_PROBLEM STATEMENT:_ Nothing but an exact repetition of the entries should appear in the answer.

_INPUT RECORDS:_
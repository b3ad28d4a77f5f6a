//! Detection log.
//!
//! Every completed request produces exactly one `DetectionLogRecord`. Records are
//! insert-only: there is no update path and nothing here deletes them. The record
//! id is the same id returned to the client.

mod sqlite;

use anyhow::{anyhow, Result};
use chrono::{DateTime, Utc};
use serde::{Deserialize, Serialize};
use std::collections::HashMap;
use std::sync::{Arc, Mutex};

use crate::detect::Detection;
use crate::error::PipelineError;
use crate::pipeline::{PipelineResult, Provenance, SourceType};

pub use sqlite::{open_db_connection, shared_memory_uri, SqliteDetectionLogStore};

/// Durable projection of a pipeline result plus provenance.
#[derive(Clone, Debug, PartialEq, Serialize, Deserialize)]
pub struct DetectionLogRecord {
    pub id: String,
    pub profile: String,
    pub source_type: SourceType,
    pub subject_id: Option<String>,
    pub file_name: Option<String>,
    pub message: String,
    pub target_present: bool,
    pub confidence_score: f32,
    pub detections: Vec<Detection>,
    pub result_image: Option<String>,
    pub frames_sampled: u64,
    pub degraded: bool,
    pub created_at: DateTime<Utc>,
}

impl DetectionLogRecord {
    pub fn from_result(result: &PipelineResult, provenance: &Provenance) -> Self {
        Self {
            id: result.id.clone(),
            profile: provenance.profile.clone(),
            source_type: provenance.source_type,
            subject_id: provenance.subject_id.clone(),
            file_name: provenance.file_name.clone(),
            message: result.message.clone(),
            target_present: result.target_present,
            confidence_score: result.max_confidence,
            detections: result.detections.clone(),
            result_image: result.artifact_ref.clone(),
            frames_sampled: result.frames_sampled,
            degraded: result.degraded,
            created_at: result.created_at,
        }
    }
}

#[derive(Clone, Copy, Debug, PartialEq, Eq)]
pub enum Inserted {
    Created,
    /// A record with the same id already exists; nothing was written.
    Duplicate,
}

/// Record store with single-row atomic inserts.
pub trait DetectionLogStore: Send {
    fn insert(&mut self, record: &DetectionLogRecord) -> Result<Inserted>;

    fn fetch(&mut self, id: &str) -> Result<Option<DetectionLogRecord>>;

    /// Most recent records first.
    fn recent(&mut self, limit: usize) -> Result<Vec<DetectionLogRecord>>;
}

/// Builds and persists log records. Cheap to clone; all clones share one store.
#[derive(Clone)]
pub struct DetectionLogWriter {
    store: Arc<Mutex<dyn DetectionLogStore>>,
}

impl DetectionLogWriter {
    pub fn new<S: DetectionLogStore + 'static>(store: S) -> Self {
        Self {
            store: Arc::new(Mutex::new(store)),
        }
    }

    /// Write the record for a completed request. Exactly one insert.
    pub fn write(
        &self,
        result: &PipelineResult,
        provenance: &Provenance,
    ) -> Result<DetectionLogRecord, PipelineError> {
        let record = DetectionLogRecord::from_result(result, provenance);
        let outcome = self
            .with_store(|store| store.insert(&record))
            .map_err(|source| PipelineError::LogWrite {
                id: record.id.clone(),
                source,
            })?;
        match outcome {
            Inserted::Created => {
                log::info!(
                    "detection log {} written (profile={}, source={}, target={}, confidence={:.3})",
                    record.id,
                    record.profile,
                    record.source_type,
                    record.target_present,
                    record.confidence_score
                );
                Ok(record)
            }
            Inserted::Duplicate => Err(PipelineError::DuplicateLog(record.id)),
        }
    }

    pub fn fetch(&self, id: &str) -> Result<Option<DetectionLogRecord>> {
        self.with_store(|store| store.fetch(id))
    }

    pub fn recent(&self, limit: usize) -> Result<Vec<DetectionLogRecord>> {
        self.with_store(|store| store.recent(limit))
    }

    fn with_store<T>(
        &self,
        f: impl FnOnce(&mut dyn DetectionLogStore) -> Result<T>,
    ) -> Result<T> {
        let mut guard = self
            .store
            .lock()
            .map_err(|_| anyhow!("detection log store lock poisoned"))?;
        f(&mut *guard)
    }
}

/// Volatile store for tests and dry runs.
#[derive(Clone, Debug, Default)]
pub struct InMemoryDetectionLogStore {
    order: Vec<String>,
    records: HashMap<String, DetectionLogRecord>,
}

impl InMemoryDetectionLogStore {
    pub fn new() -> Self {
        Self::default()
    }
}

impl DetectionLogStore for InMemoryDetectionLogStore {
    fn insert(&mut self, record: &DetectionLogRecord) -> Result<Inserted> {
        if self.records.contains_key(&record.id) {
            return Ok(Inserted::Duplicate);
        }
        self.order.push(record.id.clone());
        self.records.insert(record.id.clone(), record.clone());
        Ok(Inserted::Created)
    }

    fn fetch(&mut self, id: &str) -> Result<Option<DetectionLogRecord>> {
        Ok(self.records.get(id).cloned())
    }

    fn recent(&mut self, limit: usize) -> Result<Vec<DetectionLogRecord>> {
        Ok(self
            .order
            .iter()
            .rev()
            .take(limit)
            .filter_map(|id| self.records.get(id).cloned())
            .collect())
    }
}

_WRITTEN ANSWER:_
repository b3ad28d4a77f5f6a
//! Detection log.
//!
//! Every completed request produces exactly one `DetectionLogRecord`. Records are
//! insert-only: there is no update path and nothing here deletes them. The record
//! id is the same id returned to the client.

mod sqlite;

use anyhow::{anyhow, Result};
use chrono::{DateTime, Utc};
use serde::{Deserialize, Serialize};
use std::collections::HashMap;
use std::sync::{Arc, Mutex};

use crate::detect::Detection;
use crate::error::PipelineError;
use crate::pipeline::{PipelineResult, Provenance, SourceType};

pub use sqlite::{open_db_connection, shared_memory_uri, SqliteDetectionLogStore};

/// Durable projection of a pipeline result plus provenance.
#[derive(Clone, Debug, PartialEq, Serialize, Deserialize)]
pub struct DetectionLogRecord {
    pub id: String,
    pub profile: String,
    pub source_type: SourceType,
    pub subject_id: Option<String>,
    pub file_name: Option<String>,
    pub message: String,
    pub target_present: bool,
    pub confidence_score: f32,
    pub detections: Vec<Detection>,
    pub result_image: Option<String>,
    pub frames_sampled: u64,
    pub degraded: bool,
    pub created_at: DateTime<Utc>,
}

impl DetectionLogRecord {
    pub fn from_result(result: &PipelineResult, provenance: &Provenance) -> Self {
        Self {
            id: result.id.clone(),
            profile: provenance.profile.clone(),
            source_type: provenance.source_type,
            subject_id: provenance.subject_id.clone(),
            file_name: provenance.file_name.clone(),
            message: result.message.clone(),
            target_present: result.target_present,
            confidence_score: result.max_confidence,
            detections: result.detections.clone(),
            result_image: result.artifact_ref.clone(),
            frames_sampled: result.frames_sampled,
            degraded: result.degraded,
            created_at: result.created_at,
        }
    }
}

#[derive(Clone, Copy, Debug, PartialEq, Eq)]
pub enum Inserted {
    Created,
    /// A record with the same id already exists; nothing was written.
    Duplicate,
}

/// Record store with single-row atomic inserts.
pub trait DetectionLogStore: Send {
    fn insert(&mut self, record: &DetectionLogRecord) -> Result<Inserted>;

    fn fetch(&mut self, id: &str) -> Result<Option<DetectionLogRecord>>;

    /// Most recent records first.
    fn recent(&mut self, limit: usize) -> Result<Vec<DetectionLogRecord>>;
}

/// Builds and persists log records. Cheap to clone; all clones share one store.
#[derive(Clone)]
pub struct DetectionLogWriter {
    store: Arc<Mutex<dyn DetectionLogStore>>,
}

impl DetectionLogWriter {
    pub fn new<S: DetectionLogStore + 'static>(store: S) -> Self {
        Self {
            store: Arc::new(Mutex::new(store)),
        }
    }

    /// Write the record for a completed request. Exactly one insert.
    pub fn write(
        &self,
        result: &PipelineResult,
        provenance: &Provenance,
    ) -> Result<DetectionLogRecord, PipelineError> {
        let record = DetectionLogRecord::from_result(result, provenance);
        let outcome = self
            .with_store(|store| store.insert(&record))
            .map_err(|source| PipelineError::LogWrite {
                id: record.id.clone(),
                source,
            })?;
        match outcome {
            Inserted::Created => {
                log::info!(
                    "detection log {} written (profile={}, source={}, target={}, confidence={:.3})",
                    record.id,
                    record.profile,
                    record.source_type,
                    record.target_present,
                    record.confidence_score
                );
                Ok(record)
            }
            Inserted::Duplicate => Err(PipelineError::DuplicateLog(record.id)),
        }
    }

    pub fn fetch(&self, id: &str) -> Result<Option<DetectionLogRecord>> {
        self.with_store(|store| store.fetch(id))
    }

    pub fn recent(&self, limit: usize) -> Result<Vec<DetectionLogRecord>> {
        self.with_store(|store| store.recent(limit))
    }

    fn with_store<T>(
        &self,
        f: impl FnOnce(&mut dyn DetectionLogStore) -> Result<T>,
    ) -> Result<T> {
        let mut guard = self
            .store
            .lock()
            .map_err(|_| anyhow!("detection log store lock poisoned"))?;
        f(&mut *guard)
    }
}

/// Volatile store for tests and dry runs.
#[derive(Clone, Debug, Default)]
pub struct InMemoryDetectionLogStore {
    order: Vec<String>,
    records: HashMap<String, DetectionLogRecord>,
}

impl InMemoryDetectionLogStore {
    pub fn new() -> Self {
        Self::default()
    }
}

impl DetectionLogStore for InMemoryDetectionLogStore {
    fn insert(&mut self, record: &DetectionLogRecord) -> Result<Inserted> {
        if self.records.contains_key(&record.id) {
            return Ok(Inserted::Duplicate);
        }
        self.order.push(record.id.clone());
        self.records.insert(record.id.clone(), record.clone());
        Ok(Inserted::Created)
    }

    fn fetch(&mut self, id: &str) -> Result<Option<DetectionLogRecord>> {
        Ok(self.records.get(id).cloned())
    }

    fn recent(&mut self, limit: usize) -> Result<Vec<DetectionLogRecord>> {
        Ok(self
            .order
            .iter()
            .rev()
            .take(limit)
            .filter_map(|id| self.records.get(id).cloned())
            .collect())
    }
}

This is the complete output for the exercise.